Required action →
Write out exactly the lines below that run from the one containing "pub type Kernel" through the one containing "built-in instruction kind.", both included, with no other lines.

Source material →

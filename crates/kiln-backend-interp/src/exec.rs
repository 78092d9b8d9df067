//! Instruction-stream interpretation over f32 host buffers.

use std::collections::HashMap;

use kiln::backend::{CompiledFunction, ExecutionError};
use kiln::context::{Context, TensorData};
use kiln::ir::{AllocId, Buffer, BufferId, Instr, IrModule};
use kiln::schema::{self, InstKind};
use kiln::types::ElemKind;

/// Kernel for one instruction kind.
pub type Kernel = fn(&Instr, &mut ExecState<'_>) -> Result<(), ExecutionError>;

/// Extensible kind-to-kernel table.
///
/// Backends and tests register kernels for instruction kinds the built-in
/// set does not cover.
#[derive(Clone, Default)]
pub struct KernelSet {
    kernels: HashMap<InstKind, Kernel>,
}

impl KernelSet {
    pub fn new() -> Self {
        Self::default()
    }

    /// Kernels for every built-in instruction kind.
    pub fn builtin() -> Self {
        Self::new()
            .with(schema::builtin::element_add(), kernel_element_add)
            .with(schema::builtin::element_mul(), kernel_element_mul)
            .with(schema::builtin::element_max(), kernel_element_max)
            .with(schema::builtin::splat_inst(), kernel_splat)
            .with(schema::builtin::copy_inst(), kernel_copy)
    }

    pub fn with(mut self, kind: InstKind, kernel: Kernel) -> Self {
        self.insert(kind, kernel);
        self
    }

    pub fn insert(&mut self, kind: InstKind, kernel: Kernel) {
        self.kernels.insert(kind, kernel);
    }

    pub fn contains(&self, kind: InstKind) -> bool {
        self.kernels.contains_key(&kind)
    }

    pub fn get(&self, kind: InstKind) -> Option<Kernel> {
        self.kernels.get(&kind).copied()
    }
}

/// Mutable buffer state threaded through kernels during one execute call.
pub struct ExecState<'m> {
    module: &'m IrModule,
    allocs: HashMap<AllocId, Vec<f32>>,
}

impl<'m> ExecState<'m> {
    fn new(module: &'m IrModule) -> Result<Self, ExecutionError> {
        let mut allocs: HashMap<AllocId, Vec<f32>> = HashMap::new();
        for buffer in &module.buffers {
            if buffer.ty.elem != ElemKind::F32 {
                return Err(ExecutionError::UnsupportedElem {
                    elem: buffer.ty.elem,
                });
            }
            let count = buffer
                .ty
                .element_count()
                .ok_or_else(|| ExecutionError::Device {
                    message: format!("buffer '{}' element count overflows", buffer.name),
                })?;
            let slot = allocs.entry(buffer.alloc).or_default();
            if slot.len() < count {
                slot.resize(count, 0.0);
            }
        }
        Ok(Self { module, allocs })
    }

    fn element_count(&self, instr: &Instr, operand: usize) -> Result<usize, ExecutionError> {
        let buffer = self.operand_buffer(instr, operand)?;
        buffer.ty.element_count().ok_or_else(|| ExecutionError::Device {
            message: format!("buffer '{}' element count overflows", buffer.name),
        })
    }

    fn operand_id(&self, instr: &Instr, operand: usize) -> Result<BufferId, ExecutionError> {
        instr
            .operands
            .get(operand)
            .map(|op| op.buffer)
            .ok_or_else(|| ExecutionError::Malformed {
                instr: instr.name.clone(),
                message: format!("operand {operand} out of range"),
            })
    }

    /// Bounds-checked buffer lookup; loaded modules are untrusted.
    fn operand_buffer(&self, instr: &Instr, operand: usize) -> Result<&'m Buffer, ExecutionError> {
        let id = self.operand_id(instr, operand)?;
        self.module
            .get_buffer(id)
            .ok_or_else(|| ExecutionError::Malformed {
                instr: instr.name.clone(),
                message: format!("operand {operand} references unknown buffer {}", id.0),
            })
    }

    /// Current contents of an operand's buffer, cloned out so a kernel can
    /// freely write an aliasing destination.
    pub fn values(&self, instr: &Instr, operand: usize) -> Result<Vec<f32>, ExecutionError> {
        let buffer = self.operand_buffer(instr, operand)?;
        let count = self.element_count(instr, operand)?;
        let slot = self
            .allocs
            .get(&buffer.alloc)
            .ok_or_else(|| ExecutionError::Malformed {
                instr: instr.name.clone(),
                message: format!("buffer '{}' has no storage", buffer.name),
            })?;
        Ok(slot[..count].to_vec())
    }

    /// Overwrites an operand's buffer with `values`.
    pub fn store(
        &mut self,
        instr: &Instr,
        operand: usize,
        values: Vec<f32>,
    ) -> Result<(), ExecutionError> {
        let count = self.element_count(instr, operand)?;
        if values.len() != count {
            return Err(ExecutionError::Malformed {
                instr: instr.name.clone(),
                message: format!("expected {count} element(s), kernel produced {}", values.len()),
            });
        }
        let buffer = self.operand_buffer(instr, operand)?;
        let alloc = buffer.alloc;
        let slot = self
            .allocs
            .get_mut(&alloc)
            .ok_or_else(|| ExecutionError::Malformed {
                instr: instr.name.clone(),
                message: format!("buffer '{}' has no storage", buffer.name),
            })?;
        slot[..count].copy_from_slice(&values);
        Ok(())
    }

    fn load_input(&mut self, buffer: &Buffer, values: &[f32]) -> Result<(), ExecutionError> {
        let slot = self
            .allocs
            .get_mut(&buffer.alloc)
            .ok_or_else(|| ExecutionError::Device {
                message: format!("input '{}' has no storage", buffer.name),
            })?;
        if slot.len() < values.len() {
            return Err(ExecutionError::Device {
                message: format!("input '{}' overruns its storage", buffer.name),
            });
        }
        slot[..values.len()].copy_from_slice(values);
        Ok(())
    }
}

fn table_buffer<'m>(
    module: &'m IrModule,
    id: BufferId,
    table: &str,
) -> Result<&'m Buffer, ExecutionError> {
    module.get_buffer(id).ok_or_else(|| ExecutionError::Device {
        message: format!("{table} table references unknown buffer {}", id.0),
    })
}

/// Reads a required float member off an instruction.
pub fn member_f64(instr: &Instr, name: &str) -> Result<f64, ExecutionError> {
    instr
        .members
        .get(name)
        .and_then(|member| member.as_f64())
        .ok_or_else(|| ExecutionError::Malformed {
            instr: instr.name.clone(),
            message: format!("missing float member '{name}'"),
        })
}

fn binary(
    instr: &Instr,
    state: &mut ExecState<'_>,
    op: fn(f32, f32) -> f32,
) -> Result<(), ExecutionError> {
    let lhs = state.values(instr, 1)?;
    let rhs = state.values(instr, 2)?;
    if lhs.len() != rhs.len() {
        return Err(ExecutionError::Malformed {
            instr: instr.name.clone(),
            message: format!("operand lengths differ: {} vs {}", lhs.len(), rhs.len()),
        });
    }
    let out = lhs.iter().zip(&rhs).map(|(&a, &b)| op(a, b)).collect();
    state.store(instr, 0, out)
}

pub fn kernel_element_add(instr: &Instr, state: &mut ExecState<'_>) -> Result<(), ExecutionError> {
    binary(instr, state, |a, b| a + b)
}

pub fn kernel_element_mul(instr: &Instr, state: &mut ExecState<'_>) -> Result<(), ExecutionError> {
    binary(instr, state, |a, b| a * b)
}

pub fn kernel_element_max(instr: &Instr, state: &mut ExecState<'_>) -> Result<(), ExecutionError> {
    binary(instr, state, f32::max)
}

pub fn kernel_splat(instr: &Instr, state: &mut ExecState<'_>) -> Result<(), ExecutionError> {
    let value = member_f64(instr, "value")? as f32;
    let count = state.element_count(instr, 0)?;
    state.store(instr, 0, vec![value; count])
}

pub fn kernel_copy(instr: &Instr, state: &mut ExecState<'_>) -> Result<(), ExecutionError> {
    let src = state.values(instr, 1)?;
    state.store(instr, 0, src)
}

/// Compiled form of a graph on the interpreter: the generated module plus
/// the kernel table it runs with.
pub struct InterpFunction {
    module: IrModule,
    kernels: KernelSet,
}

impl InterpFunction {
    pub fn new(module: IrModule, kernels: KernelSet) -> Self {
        Self { module, kernels }
    }

    pub fn module(&self) -> &IrModule {
        &self.module
    }
}

impl CompiledFunction for InterpFunction {
    fn execute(&mut self, ctx: &mut Context) -> Result<(), ExecutionError> {
        let mut state = ExecState::new(&self.module)?;

        for &(ph, buffer_id) in &self.module.inputs {
            let buffer = table_buffer(&self.module, buffer_id, "input")?;
            let data = ctx.get(ph).ok_or_else(|| ExecutionError::MissingBinding {
                name: buffer.name.clone(),
            })?;
            if *data.ty() != buffer.ty {
                return Err(ExecutionError::BindingType {
                    name: buffer.name.clone(),
                });
            }
            let values = data.as_f32().ok_or(ExecutionError::UnsupportedElem {
                elem: data.ty().elem,
            })?;
            state.load_input(buffer, &values)?;
        }

        for instr in &self.module.instrs {
            let kernel =
                self.kernels
                    .get(instr.kind)
                    .ok_or_else(|| ExecutionError::MissingKernel {
                        kind: schema::inst_name(instr.kind),
                    })?;
            kernel(instr, &mut state)?;
        }

        // Output bindings are written only after the whole stream succeeded.
        for &(ph, buffer_id) in &self.module.outputs {
            let buffer = table_buffer(&self.module, buffer_id, "output")?;
            let count = buffer
                .ty
                .element_count()
                .ok_or_else(|| ExecutionError::Device {
                    message: format!("buffer '{}' element count overflows", buffer.name),
                })?;
            let slot = &state.allocs[&buffer.alloc];
            let data = TensorData::from_f32(buffer.ty.dims.clone(), &slot[..count]).ok_or_else(
                || ExecutionError::Device {
                    message: format!("output '{}' shape does not cover its data", buffer.name),
                },
            )?;
            ctx.bind(ph, data);
        }
        Ok(())
    }
}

Task output →
pub type Kernel = fn(&Instr, &mut ExecState<'_>) -> Result<(), ExecutionError>;

/// Extensible kind-to-kernel table.
///
/// Backends and tests register kernels for instruction kinds the built-in
/// set does not cover.
#[derive(Clone, Default)]
pub struct KernelSet {
    kernels: HashMap<InstKind, Kernel>,
}

impl KernelSet {
    pub fn new() -> Self {
        Self::default()
    }

    /// Kernels for every built-in instruction kind.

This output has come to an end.